Like all afflictions, they are, if we can accept them, our share in the passion of life."
— C. S. Lewis —
"Every bad situation is a blues song waiting to happen."
— Amy Winehouse —
"Our greatest glory is not in never falling, but in rising every time we fall."
"A throne is only a bench covered with velvet."
— Napoleon Bonaparte —
[ Pal 229]
It’s now been two years since the original RFA procedure that changed my life forever. You can never really plan a whole life when living under severe chronic pain. Planing ten minutes ahead is hard enough. Two years out, I’m still getting to know myself for (what feels like) the first time. Now when I look in the mirror, I see more than just a pair of pained and screaming black-holes. I am steadily reemerging from 15 years of pain.
Better is different from what I thought it’d be. The world is sharper and full of constant changes that I can now appreciate and run with. Each day isn’t merely based on a series of preset actions coordinated for dragging this body from morning thru to the night and crashing into the medicated state that I called "sleep". Now I can improvise. I don’t need to carry a pharmacy of pills, sharps and palliatives everywhere I go. I have more energy and drive than I ever dreamed I could. I can embrace adventure and feel the true serenity of every quite moment alone without the constant static feedback of pain. A real life waking dream.
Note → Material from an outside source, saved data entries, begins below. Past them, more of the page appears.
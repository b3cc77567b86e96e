//! The person-like records: prisoners, employees, and visitors.
//!
//! Each embeds an [`Identity`] value rather than inheriting from a shared
//! person type. The role-specific fields and transitions live on the role
//! record.

use chrono::{DateTime, Utc};
use serde::{Deserialize, Serialize};

use crate::{
  Error, Result,
  identity::{Identity, Stamp, require_non_empty},
};

// ─── Prisoner ────────────────────────────────────────────────────────────────

#[derive(Debug, Clone, Copy, PartialEq, Eq, Serialize, Deserialize)]
#[serde(rename_all = "snake_case")]
pub enum PrisonerStatus {
  InCustody,
  Released,
}

impl PrisonerStatus {
  pub fn as_str(&self) -> &'static str {
    match self {
      Self::InCustody => "In Custody",
      Self::Released => "Released",
    }
  }
}

/// A prisoner record. Cell membership is tracked both here (`cell_id`) and
/// on the [`Cell`](crate::cell::Cell) occupant list; callers keep the two
/// in step.
#[derive(Debug, Clone, Serialize, Deserialize)]
pub struct Prisoner {
  identity:    Identity,
  cell_id:     Option<String>,
  admitted_at: DateTime<Utc>,
  status:      PrisonerStatus,
  released:    Option<Stamp>,
}

impl Prisoner {
  /// Admit a prisoner. Starts In Custody, unassigned to any cell.
  pub fn new(identity: Identity, admitted_at: DateTime<Utc>) -> Self {
    Self {
      identity,
      cell_id: None,
      admitted_at,
      status: PrisonerStatus::InCustody,
      released: None,
    }
  }

  /// Reassemble a prisoner from persisted fields. For storage backends.
  pub fn restore(
    identity: Identity,
    cell_id: Option<String>,
    admitted_at: DateTime<Utc>,
    status: PrisonerStatus,
    released: Option<Stamp>,
  ) -> Self {
    Self { identity, cell_id, admitted_at, status, released }
  }

  // ── Transitions ───────────────────────────────────────────────────────────

  /// Release the prisoner. Requires In Custody; clears the cell assignment.
  /// Released is terminal.
  pub fn release(&mut self, by: &str, at: DateTime<Utc>) -> Result<()> {
    if self.status != PrisonerStatus::InCustody {
      return Err(self.bad_transition("release"));
    }
    self.status = PrisonerStatus::Released;
    self.released = Some(Stamp::new(by, at));
    self.cell_id = None;
    Ok(())
  }

  /// Record a cell assignment. Requires In Custody.
  pub fn move_to_cell(&mut self, cell_id: impl Into<String>) -> Result<()> {
    if self.status != PrisonerStatus::InCustody {
      return Err(self.bad_transition("move to a cell"));
    }
    let cell_id = cell_id.into();
    require_non_empty("cell_id", &cell_id)?;
    self.cell_id = Some(cell_id);
    Ok(())
  }

  /// Clear the cell assignment. Requires In Custody.
  pub fn remove_from_cell(&mut self) -> Result<()> {
    if self.status != PrisonerStatus::InCustody {
      return Err(self.bad_transition("remove from a cell"));
    }
    self.cell_id = None;
    Ok(())
  }

  fn bad_transition(&self, action: &'static str) -> Error {
    Error::InvalidTransition {
      entity: "prisoner",
      id:     self.identity.id.clone(),
      action,
      status: self.status.as_str(),
    }
  }

  // ── Accessors ─────────────────────────────────────────────────────────────

  pub fn identity(&self) -> &Identity { &self.identity }

  pub fn id(&self) -> &str { &self.identity.id }

  pub fn cell_id(&self) -> Option<&str> { self.cell_id.as_deref() }

  pub fn admitted_at(&self) -> DateTime<Utc> { self.admitted_at }

  pub fn status(&self) -> PrisonerStatus { self.status }

  pub fn released(&self) -> Option<&Stamp> { self.released.as_ref() }
}

// ─── Employee ────────────────────────────────────────────────────────────────

#[derive(Debug, Clone, Copy, PartialEq, Eq, Serialize, Deserialize)]
#[serde(rename_all = "lowercase")]
pub enum EmployeeStatus {
  Active,
  Inactive,
}

impl EmployeeStatus {
  pub fn as_str(&self) -> &'static str {
    match self {
      Self::Active => "Active",
      Self::Inactive => "Inactive",
    }
  }
}

#[derive(Debug, Clone, Serialize, Deserialize)]
pub struct Employee {
  identity:       Identity,
  title:          String,
  department:     Option<String>,
  hired_at:       DateTime<Utc>,
  status:         EmployeeStatus,
  deactivated_at: Option<DateTime<Utc>>,
}

impl Employee {
  pub fn new(
    identity: Identity,
    title: impl Into<String>,
    department: Option<String>,
    hired_at: DateTime<Utc>,
  ) -> Result<Self> {
    let title = title.into();
    require_non_empty("title", &title)?;
    Ok(Self {
      identity,
      title,
      department,
      hired_at,
      status: EmployeeStatus::Active,
      deactivated_at: None,
    })
  }

  /// Reassemble an employee from persisted fields. For storage backends.
  pub fn restore(
    identity: Identity,
    title: String,
    department: Option<String>,
    hired_at: DateTime<Utc>,
    status: EmployeeStatus,
    deactivated_at: Option<DateTime<Utc>>,
  ) -> Self {
    Self { identity, title, department, hired_at, status, deactivated_at }
  }

  // ── Transitions ───────────────────────────────────────────────────────────

  /// Change the employee's title. Requires Active.
  pub fn promote(&mut self, new_title: impl Into<String>) -> Result<()> {
    if self.status != EmployeeStatus::Active {
      return Err(self.bad_transition("promote"));
    }
    let new_title = new_title.into();
    require_non_empty("title", &new_title)?;
    self.title = new_title;
    Ok(())
  }

  /// Take the employee off the active roster. Inactive is terminal.
  pub fn deactivate(&mut self, at: DateTime<Utc>) -> Result<()> {
    if self.status != EmployeeStatus::Active {
      return Err(self.bad_transition("deactivate"));
    }
    self.status = EmployeeStatus::Inactive;
    self.deactivated_at = Some(at);
    Ok(())
  }

  fn bad_transition(&self, action: &'static str) -> Error {
    Error::InvalidTransition {
      entity: "employee",
      id:     self.identity.id.clone(),
      action,
      status: self.status.as_str(),
    }
  }

  // ── Accessors ─────────────────────────────────────────────────────────────

  pub fn identity(&self) -> &Identity { &self.identity }

  pub fn id(&self) -> &str { &self.identity.id }

  pub fn title(&self) -> &str { &self.title }

  pub fn department(&self) -> Option<&str> { self.department.as_deref() }

  pub fn hired_at(&self) -> DateTime<Utc> { self.hired_at }

  pub fn status(&self) -> EmployeeStatus { self.status }

  pub fn deactivated_at(&self) -> Option<DateTime<Utc>> {
    self.deactivated_at
  }
}

// ─── Visitor ─────────────────────────────────────────────────────────────────

#[derive(Debug, Clone, Copy, PartialEq, Eq, Serialize, Deserialize)]
#[serde(rename_all = "lowercase")]
pub enum VisitorStatus {
  Approved,
  Banned,
}

impl VisitorStatus {
  pub fn as_str(&self) -> &'static str {
    match self {
      Self::Approved => "Approved",
      Self::Banned => "Banned",
    }
  }
}

#[derive(Debug, Clone, Serialize, Deserialize)]
pub struct Visitor {
  identity:      Identity,
  relationship:  Option<String>,
  registered_at: DateTime<Utc>,
  status:        VisitorStatus,
  banned:        Option<Stamp>,
  ban_reason:    Option<String>,
}

impl Visitor {
  pub fn new(
    identity: Identity,
    relationship: Option<String>,
    registered_at: DateTime<Utc>,
  ) -> Self {
    Self {
      identity,
      relationship,
      registered_at,
      status: VisitorStatus::Approved,
      banned: None,
      ban_reason: None,
    }
  }

  /// Reassemble a visitor from persisted fields. For storage backends.
  pub fn restore(
    identity: Identity,
    relationship: Option<String>,
    registered_at: DateTime<Utc>,
    status: VisitorStatus,
    banned: Option<Stamp>,
    ban_reason: Option<String>,
  ) -> Self {
    Self { identity, relationship, registered_at, status, banned, ban_reason }
  }

  /// Bar the visitor from the facility. Requires Approved; Banned is
  /// terminal.
  pub fn ban(
    &mut self,
    by: &str,
    reason: Option<String>,
    at: DateTime<Utc>,
  ) -> Result<()> {
    if self.status != VisitorStatus::Approved {
      return Err(Error::InvalidTransition {
        entity: "visitor",
        id:     self.identity.id.clone(),
        action: "ban",
        status: self.status.as_str(),
      });
    }
    self.status = VisitorStatus::Banned;
    self.banned = Some(Stamp::new(by, at));
    self.ban_reason = reason;
    Ok(())
  }

  // ── Accessors ─────────────────────────────────────────────────────────────

  pub fn identity(&self) -> &Identity { &self.identity }

  pub fn id(&self) -> &str { &self.identity.id }

  pub fn relationship(&self) -> Option<&str> { self.relationship.as_deref() }

  pub fn registered_at(&self) -> DateTime<Utc> { self.registered_at }

  pub fn status(&self) -> VisitorStatus { self.status }

  pub fn banned(&self) -> Option<&Stamp> { self.banned.as_ref() }

  pub fn ban_reason(&self) -> Option<&str> { self.ban_reason.as_deref() }
}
Over the past two years I’ve had more accidental milestones than I could keep track of. I dropped almost all of my meds. I lost 70 pounds. I went to the store or a night on the town without pain pills and everything worked out just fine. I fought in my first judo tournament in years. Out of the medical haze, I am able to be much more present with my partner than ever before. Even the smallest of such victories have changed my entire world. And this is where it gets complicated —
Recently I have gotten used to seeing my much happier face in the mirror. But then there are times when, out of nowhere, there descends a dark side to this brilliantly sharper world. I lean in close to my reflection. I look at the scars and missing hair and then suddenly a voice in my head starts going, “Aren’t you all better now? Look at you. You’re a fucking mess. Your dream came true. You’re welcome. Now what? Are you having a pain day? Deal with it. Don’t take the meds. I never got a break. Neither should you…”
“Who the fuck is this?”, I ask.
“Hi. I’m the self-critical delinquent monster of inadequacy and doubt that has been waiting patiently to make you feel terrible about yourself now that you stopped being in constant physical pain. We have some catching up to do.”
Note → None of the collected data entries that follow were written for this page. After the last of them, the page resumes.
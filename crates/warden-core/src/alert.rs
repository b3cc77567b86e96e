//! Security alerts and their acknowledge/resolve lifecycle.
//!
//! An alert starts Active and moves forward only: Active → Acknowledged →
//! Resolved (resolving straight from Active is allowed; the acknowledge
//! stamp then simply stays unset). Resolved is terminal.

use chrono::{DateTime, Utc};
use serde::{Deserialize, Serialize};

use crate::{
  Error, Result,
  identity::{Stamp, require_non_empty},
};

// ─── Severity ────────────────────────────────────────────────────────────────

/// How serious an alert is. Derived ordering: `Low < Medium < High <
/// Critical`.
#[derive(
  Debug, Clone, Copy, PartialEq, Eq, PartialOrd, Ord, Serialize, Deserialize,
)]
#[serde(rename_all = "lowercase")]
pub enum Severity {
  Low,
  Medium,
  High,
  Critical,
}

impl Severity {
  pub fn as_str(&self) -> &'static str {
    match self {
      Self::Low => "Low",
      Self::Medium => "Medium",
      Self::High => "High",
      Self::Critical => "Critical",
    }
  }
}

// ─── Status ──────────────────────────────────────────────────────────────────

#[derive(Debug, Clone, Copy, PartialEq, Eq, Serialize, Deserialize)]
#[serde(rename_all = "lowercase")]
pub enum AlertStatus {
  Active,
  Acknowledged,
  Resolved,
}

impl AlertStatus {
  pub fn as_str(&self) -> &'static str {
    match self {
      Self::Active => "Active",
      Self::Acknowledged => "Acknowledged",
      Self::Resolved => "Resolved",
    }
  }
}

// ─── SecurityAlert ───────────────────────────────────────────────────────────

/// A raised security alert. Status and stamps change only through the
/// guarded transitions below; there is no raw status setter.
#[derive(Debug, Clone, Serialize, Deserialize)]
pub struct SecurityAlert {
  id:           String,
  message:      String,
  severity:     Severity,
  location:     Option<String>,
  created_at:   DateTime<Utc>,
  status:       AlertStatus,
  acknowledged: Option<Stamp>,
  resolved:     Option<Stamp>,
}

impl SecurityAlert {
  /// Raise a new alert. Starts Active.
  pub fn new(
    id: impl Into<String>,
    message: impl Into<String>,
    severity: Severity,
    location: Option<String>,
    created_at: DateTime<Utc>,
  ) -> Result<Self> {
    let id = id.into();
    let message = message.into();
    require_non_empty("id", &id)?;
    require_non_empty("message", &message)?;
    Ok(Self {
      id,
      message,
      severity,
      location,
      created_at,
      status: AlertStatus::Active,
      acknowledged: None,
      resolved: None,
    })
  }

  /// Reassemble an alert from persisted fields. For storage backends; does
  /// not re-validate.
  #[allow(clippy::too_many_arguments)]
  pub fn restore(
    id: String,
    message: String,
    severity: Severity,
    location: Option<String>,
    created_at: DateTime<Utc>,
    status: AlertStatus,
    acknowledged: Option<Stamp>,
    resolved: Option<Stamp>,
  ) -> Self {
    Self {
      id,
      message,
      severity,
      location,
      created_at,
      status,
      acknowledged,
      resolved,
    }
  }

  // ── Transitions ───────────────────────────────────────────────────────────

  /// Mark the alert as seen. Requires Active status.
  pub fn acknowledge(&mut self, by: &str, at: DateTime<Utc>) -> Result<()> {
    if self.status != AlertStatus::Active {
      return Err(self.bad_transition("acknowledge"));
    }
    self.status = AlertStatus::Acknowledged;
    self.acknowledged = Some(Stamp::new(by, at));
    Ok(())
  }

  /// Close the alert out. Requires Active or Acknowledged status.
  pub fn resolve(&mut self, by: &str, at: DateTime<Utc>) -> Result<()> {
    if self.status == AlertStatus::Resolved {
      return Err(self.bad_transition("resolve"));
    }
    self.status = AlertStatus::Resolved;
    self.resolved = Some(Stamp::new(by, at));
    Ok(())
  }

  fn bad_transition(&self, action: &'static str) -> Error {
    Error::InvalidTransition {
      entity: "alert",
      id:     self.id.clone(),
      action,
      status: self.status.as_str(),
    }
  }

  // ── Accessors ─────────────────────────────────────────────────────────────

  pub fn id(&self) -> &str { &self.id }

  pub fn message(&self) -> &str { &self.message }

  pub fn severity(&self) -> Severity { self.severity }

  pub fn location(&self) -> Option<&str> { self.location.as_deref() }

  pub fn created_at(&self) -> DateTime<Utc> { self.created_at }

  pub fn status(&self) -> AlertStatus { self.status }

  pub fn acknowledged(&self) -> Option<&Stamp> { self.acknowledged.as_ref() }

  pub fn resolved(&self) -> Option<&Stamp> { self.resolved.as_ref() }
}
"Whoa, dude. Chill the fuck out. Can't you see that I'm busy trying to be awesome. Keep it down."
And so on.
It took a while to recognize that I’ve been going thru a kind of second mental adolescence. I wasn’t emo in middle school. I was in actual pain and unable to share it with others. In some ways I matured very quickly as do most people who have major medical issues from an early age. Other parts of me have barely made themselves heard over the course of my life. I’m still working on processing these emotions and growing from the inside. The big sweeping highs and dark ragged lows of finding out who I am.
• • •
I have the best partner, family and friends in the world. Without them I wouldn’t have made it this far. I look at my reflection and see myself clearer than ever. Thru it all, there glows a brighter light in my eyes; the hunger for being alive. I’m a survivor. This is what surviving looks like.